As expected, and as predicted, the putative class action plaintiffs have amended their federal securities law complaint — in accordance with Judge Gettleman’s opinion of earlier this month. The omission of only parts of Mr. Allin’s business experience (the less than flattering parts, of course) appears prominently, as the central allegation of scienter in the new pleading.
The entire 25 page affair is here, as a PDF — but I’ll just quote this portion:
“…In its letter of resignation, Grant Thornton concluded based on background information related to the investor it had independently obtained and later had been brought to its attention by management through subsequent discussions, that this background information had not been brought to Grant Thornton’s attention on a timely basis. In its resignation letter, Grant Thornton indicated that it believed a representation made by the Company that Hogan & Hartson LLP (“Hogan”) had agreed to be re-engaged as the Company’s legal counsel upon payment of outstanding fees was not factual based upon its on inquires made to Hogan. In addition, Grant Thornton also indicated that the Company had not been forthcoming with contact information requested from the Company for an official reference regarding the background of the investor. These factors, coupled with newly found information concerning the investor’s background, and the fact that the funding had never occurred as promised by the investor, led Grant Thornton to conclude that it could no longer rely on Patron’s representations and, as a result, Grant Thornton is unwilling to be associated with the financial statements prepared by Patron, and accordingly, advised us that Grant Thornton was withdrawing its audit reports and those audit reports could no longer be relied upon….
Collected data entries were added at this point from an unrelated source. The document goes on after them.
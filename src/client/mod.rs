//! High-level receiver client

use std::sync::atomic::{AtomicBool, Ordering};
use std::sync::{Arc, Weak};
use std::time::Duration;

use tokio::sync::{Mutex, broadcast, watch};
use tokio::task::JoinHandle;

use crate::connection::{ConnectionEvent, ConnectionManager, ConnectionState, ConnectionStats};
use crate::control::{VolumeScale, ZoneController};
use crate::discovery::{DiscoveryOptions, scan_with_options};
use crate::error::{OnkyoError, Result};
use crate::protocol::{Command, Property, Status, StatusMessage, Zone};
use crate::state::{StateChange, StateTracker};
use crate::types::{ReceiverConfig, ReceiverEndpoint, ReceiverInfo, ReceiverState, SourceMapping};


/// Client for one Onkyo / Integra / Pioneer receiver
///
/// Owns the connection, feeds every decoded message into a
/// [`StateTracker`] and keeps the state complete: on each (re)connect it
/// probes for extra zones and queries everything it tracks, and after an
/// input change it refreshes the audio/video information once the
/// receiver has settled.
///
/// # Example
///
/// ```rust,no_run
/// use onkyo_eiscp::{ReceiverClient, ReceiverConfig, Zone};
///
/// # async fn example() -> Result<(), onkyo_eiscp::OnkyoError> {
/// let config = ReceiverConfig::builder().host("192.168.1.20").build()?;
/// let client = ReceiverClient::new(config)?;
/// client.connect().await?;
///
/// let main = client.zone(Zone::Main);
/// main.turn_on().await?;
/// main.set_volume_level(0.3).await?;
/// main.select_source("Bluray").await?;
///
/// client.shutdown().await;
/// # Ok(())
/// # }
/// ```
pub struct ReceiverClient {
    config: ReceiverConfig,
    connection: Arc<ConnectionManager>,
    tracker: Arc<StateTracker>,
    sources: Arc<SourceMapping>,
    scale: VolumeScale,
    maintenance: Mutex<Option<JoinHandle<()>>>,
}

impl std::fmt::Debug for ReceiverClient {
    fn fmt(&self, f: &mut std::fmt::Formatter<'_>) -> std::fmt::Result {
        f.debug_struct("ReceiverClient")
            .field("config", &self.config)
            .field("scale", &self.scale)
            .finish_non_exhaustive()
    }
}

impl ReceiverClient {
    /// Create a client for the configured host
    ///
    /// # Errors
    ///
    /// Returns `Config` if the configuration has no host or is invalid.
    pub fn new(config: ReceiverConfig) -> Result<Self> {
        config.validate()?;
        let endpoint = config.endpoint()?;
        Ok(Self::with_endpoint(endpoint, config))
    }

    /// Create a client for a discovered receiver
    #[must_use]
    pub fn from_discovery(info: &ReceiverInfo, config: ReceiverConfig) -> Self {
        let endpoint = match &config.name {
            Some(name) => info.endpoint().with_name(name.clone()),
            None => info.endpoint(),
        };
        Self::with_endpoint(endpoint, config)
    }

    /// Create a client for an explicit endpoint; the config's host is ignored
    #[must_use]
    pub fn with_endpoint(endpoint: ReceiverEndpoint, config: ReceiverConfig) -> Self {
        let connection = Arc::new(ConnectionManager::new(
            endpoint,
            config.connection.clone(),
        ));
        let tracker = Arc::new(StateTracker::new());
        let refresher = Arc::new(AvRefresher::new(
            Arc::downgrade(&connection),
            Arc::clone(&tracker),
            config.av_info_delay,
        ));

        let sink = Arc::clone(&tracker);
        connection.on_receive(move |message| {
            sink.apply(message);
            if triggers_av_refresh(message) {
                refresher.schedule();
            }
        });

        Self {
            sources: Arc::new(config.sources.clone()),
            scale: VolumeScale::from_config(&config),
            config,
            connection,
            tracker,
            maintenance: Mutex::new(None),
        }
    }

    /// The receiver this client talks to
    #[must_use]
    pub fn endpoint(&self) -> &ReceiverEndpoint {
        self.connection.endpoint()
    }

    /// The configuration in use
    #[must_use]
    pub fn config(&self) -> &ReceiverConfig {
        &self.config
    }

    // === Connection ===

    /// Connect once and keep the connection alive
    ///
    /// # Errors
    ///
    /// Returns `ConnectionFailed` or `ConnectionTimeout` if the first attempt
    /// fails; nothing keeps retrying in that case. Returns `Shutdown` after
    /// [`shutdown`](Self::shutdown).
    pub async fn connect(&self) -> Result<()> {
        self.ensure_open()?;
        self.start_maintenance().await;
        self.connection.connect().await
    }

    /// Keep trying to connect in the background
    ///
    /// # Errors
    ///
    /// Returns `Shutdown` after [`shutdown`](Self::shutdown).
    pub async fn start(&self) -> Result<()> {
        self.ensure_open()?;
        self.start_maintenance().await;
        self.connection.start().await
    }

    /// Disconnect until [`resume`](Self::resume)
    pub async fn halt(&self) {
        self.connection.halt().await;
    }

    /// Reconnect after [`halt`](Self::halt)
    pub fn resume(&self) {
        self.connection.resume();
    }

    /// Disconnect for good
    pub async fn shutdown(&self) {
        self.connection.shutdown().await;
        if let Some(handle) = self.maintenance.lock().await.take() {
            handle.abort();
        }
    }

    /// Current connection state
    pub async fn connection_state(&self) -> ConnectionState {
        self.connection.state().await
    }

    /// Check if connected
    pub async fn is_connected(&self) -> bool {
        self.connection.state().await.is_connected()
    }

    /// Connection statistics
    pub async fn stats(&self) -> ConnectionStats {
        self.connection.stats().await
    }

    /// Connection events
    #[must_use]
    pub fn connection_events(&self) -> broadcast::Receiver<ConnectionEvent> {
        self.connection.subscribe()
    }

    // === State ===

    /// Snapshot of the confirmed receiver state
    #[must_use]
    pub fn state(&self) -> ReceiverState {
        self.tracker.current_state()
    }

    /// State changes from now on
    #[must_use]
    pub fn subscribe(&self) -> broadcast::Receiver<StateChange> {
        self.tracker.subscribe()
    }

    /// Full state, re-delivered on change
    #[must_use]
    pub fn watch(&self) -> watch::Receiver<ReceiverState> {
        self.tracker.watch()
    }

    /// Zones the receiver has reported
    #[must_use]
    pub fn zones(&self) -> Vec<Zone> {
        self.tracker.current_state().zones().map(|(zone, _)| zone).collect()
    }

    // === Control ===

    /// Controller for one zone
    #[must_use]
    pub fn zone(&self, zone: Zone) -> ZoneController {
        ZoneController::new(
            zone,
            Arc::clone(&self.connection),
            Arc::clone(&self.tracker),
            Arc::clone(&self.sources),
            self.scale,
        )
    }

    /// Controller for the main zone
    #[must_use]
    pub fn main(&self) -> ZoneController {
        self.zone(Zone::Main)
    }

    /// Send a validated command
    ///
    /// # Errors
    ///
    /// Returns `NotConnected` without a connection.
    pub async fn send(&self, command: &Command) -> Result<()> {
        self.connection.send(command).await
    }

    /// Parse and send a textual command such as `zone2.volume=40`
    ///
    /// # Errors
    ///
    /// Returns the parse error, or the connection's send errors.
    pub async fn execute(&self, command: &str) -> Result<()> {
        let command: Command = command.parse()?;
        self.send(&command).await
    }

    /// Ask the receiver to report a property
    ///
    /// # Errors
    ///
    /// Returns `InvalidCommand` if the zone lacks the property.
    pub async fn query(&self, zone: Zone, property: Property) -> Result<()> {
        self.send(&Command::query(zone, property)?).await
    }

    /// Probe extra zones and re-query every known zone
    ///
    /// Runs automatically on each connect.
    ///
    /// # Errors
    ///
    /// Stops at the first failed send.
    pub async fn refresh(&self) -> Result<()> {
        refresh(&self.connection, &self.tracker, &self.sources, self.scale).await
    }

    /// Spawn the task that reacts to connects and newly found zones
    fn ensure_open(&self) -> Result<()> {
        if self.connection.is_shut_down() {
            return Err(OnkyoError::Shutdown);
        }
        Ok(())
    }

    /// Whether the background refresh task is running
    #[cfg(test)]
    pub(crate) async fn maintenance_running(&self) -> bool {
        self.maintenance
            .lock()
            .await
            .as_ref()
            .is_some_and(|h| !h.is_finished())
    }

    async fn start_maintenance(&self) {
        let mut maintenance = self.maintenance.lock().await;
        if maintenance.as_ref().is_some_and(|h| !h.is_finished()) {
            return;
        }

        // subscribe before the first dial so its Connected event is seen
        let mut events = self.connection.subscribe();
        let mut changes = self.tracker.subscribe();
        let connection = Arc::downgrade(&self.connection);
        let tracker = Arc::clone(&self.tracker);
        let sources = Arc::clone(&self.sources);
        let scale = self.scale;

        *maintenance = Some(tokio::spawn(async move {
            loop {
                tokio::select! {
                    event = events.recv() => match event {
                        Ok(ConnectionEvent::Connected { .. }) => {
                            let Some(connection) = connection.upgrade() else { break };
                            if let Err(e) = refresh(&connection, &tracker, &sources, scale).await {
                                tracing::debug!("state refresh interrupted: {}", e);
                            }
                        }
                        Ok(_) | Err(broadcast::error::RecvError::Lagged(_)) => {}
                        Err(broadcast::error::RecvError::Closed) => break,
                    },
                    change = changes.recv() => match change {
                        Ok(StateChange::ZoneDiscovered { zone }) if zone != Zone::Main => {
                            let Some(connection) = connection.upgrade() else { break };
                            tracing::info!(zone = %zone, "zone discovered");
                            let controller = ZoneController::new(
                                zone,
                                connection,
                                Arc::clone(&tracker),
                                Arc::clone(&sources),
                                scale,
                            );
                            if let Err(e) = controller.backfill().await {
                                tracing::debug!(zone = %zone, "backfill interrupted: {}", e);
                            }
                        }
                        Ok(_) | Err(broadcast::error::RecvError::Lagged(_)) => {}
                        Err(broadcast::error::RecvError::Closed) => break,
                    },
                }
            }
        }));
    }
}

impl Drop for ReceiverClient {
    fn drop(&mut self) {
        if let Ok(mut maintenance) = self.maintenance.try_lock() {
            if let Some(handle) = maintenance.take() {
                handle.abort();
            }
        }
    }
}

/// Connect using the configuration, discovering a receiver if no host is set
///
/// With a host the receiver is dialed directly; otherwise the first
/// receiver answering discovery within `discovery_timeout` is used.
///
/// # Errors
///
/// Returns `DiscoveryFailed` if no receiver answers, or the connection
/// errors of [`ReceiverClient::connect`].
pub async fn quick_connect(config: ReceiverConfig) -> Result<ReceiverClient> {
    let client = if config.host.is_some() {
        ReceiverClient::new(config)?
    } else {
        let found = scan_with_options(DiscoveryOptions::from_config(&config)).await?;
        let info = found.first().ok_or_else(|| OnkyoError::DiscoveryFailed {
            message: "no receiver answered".to_string(),
            source: None,
        })?;
        ReceiverClient::from_discovery(info, config)
    };
    client.connect().await?;
    Ok(client)
}

/// Create an unconnected client for every receiver discovery finds
///
/// # Errors
///
/// Returns `DiscoveryFailed` if the discovery socket cannot be set up.
pub async fn discover_clients(
    options: DiscoveryOptions,
    config: &ReceiverConfig,
) -> Result<Vec<ReceiverClient>> {
    let found = scan_with_options(options).await?;
    Ok(found
        .iter()
        .map(|info| ReceiverClient::from_discovery(info, config.clone()))
        .collect())
}

/// Zone detection plus backfill of every zone already known
async fn refresh(
    connection: &Arc<ConnectionManager>,
    tracker: &Arc<StateTracker>,
    sources: &Arc<SourceMapping>,
    scale: VolumeScale,
) -> Result<()> {
    tracing::debug!(endpoint = %connection.endpoint(), "refreshing receiver state");
    for zone in Zone::EXTRA {
        connection.send(&Command::query(zone, Property::Power)?).await?;
    }

    let known: Vec<Zone> = tracker.current_state().zones().map(|(zone, _)| zone).collect();
    for zone in known {
        ZoneController::new(
            zone,
            Arc::clone(connection),
            Arc::clone(tracker),
            Arc::clone(sources),
            scale,
        )
        .backfill()
        .await?;
    }
    Ok(())
}

/// An input change or new display text on the main zone means the signal
/// format may change shortly
fn triggers_av_refresh(message: &StatusMessage) -> bool {
    message.zone == Zone::Main
        && matches!(message.status, Status::Input(_) | Status::Display(_))
}

/// Delayed, de-duplicated audio/video information refresh
struct AvRefresher {
    connection: Weak<ConnectionManager>,
    tracker: Arc<StateTracker>,
    delay: Duration,
    pending: Arc<AtomicBool>,
}

impl AvRefresher {
    fn new(connection: Weak<ConnectionManager>, tracker: Arc<StateTracker>, delay: Duration) -> Self {
        Self {
            connection,
            tracker,
            delay,
            pending: Arc::new(AtomicBool::new(false)),
        }
    }

    /// Queue one refresh unless one is already waiting
    fn schedule(&self) {
        if self.pending.swap(true, Ordering::AcqRel) {
            return;
        }

        let connection = self.connection.clone();
        let tracker = Arc::clone(&self.tracker);
        let pending = Arc::clone(&self.pending);
        let delay = self.delay;

        tokio::spawn(async move {
            tokio::time::sleep(delay).await;
            pending.store(false, Ordering::Release);

            let Some(connection) = connection.upgrade() else {
                return;
            };
            let main = tracker.current_state().main().clone();
            let wanted = [
                (main.supports_audio_information, Property::AudioInformation),
                (main.supports_video_information, Property::VideoInformation),
            ];
            for (supported, property) in wanted {
                if !supported {
                    continue;
                }
                let result = match Command::query(Zone::Main, property) {
                    Ok(command) => connection.send(&command).await,
                    Err(e) => Err(e),
                };
                if let Err(e) = result {
                    tracing::debug!(%property, "information refresh skipped: {}", e);
                    return;
                }
            }
        });
    }
}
Grant Thornton’s findings are highly material and demonstrate that Defendant Allin misled Grant Thornton, given that Defendant Allin was CEO and Acting CFO of Patron when Grant Thornton resigned and made these findings. Effectively, at the time of Grant Thornton’s resignation Defendant Allin was Patron. Indeed, in Patron’s Form 10QSB filed with the SEC three weeks earlier on December 29, 2003, Defendant Allin’s home address is listed as the corporate headquarters of Patron — except that a “Suite 150” is added to the address….
The materiality of the Grant Thornton’s findings is heightened by the fact that Defendant Allin’s Textura biography touted that he has previously served as “audit partner” at “Pricewaterhouse” accounting firm. This is important for two reasons. First, it shows that it is unlikely that Defendant Allin’s misstatements to Grant Thornton were the result of mistake, but more likely fraud or reckless conduct given his background as an “audit partner.” Second, Textura should have disclosed Defendant Allin’s background at Patron [to investors] so that they could assess this [the(?)] material[ity of this] information for themselves….”
Now we wait to see the company’s answer. Onward.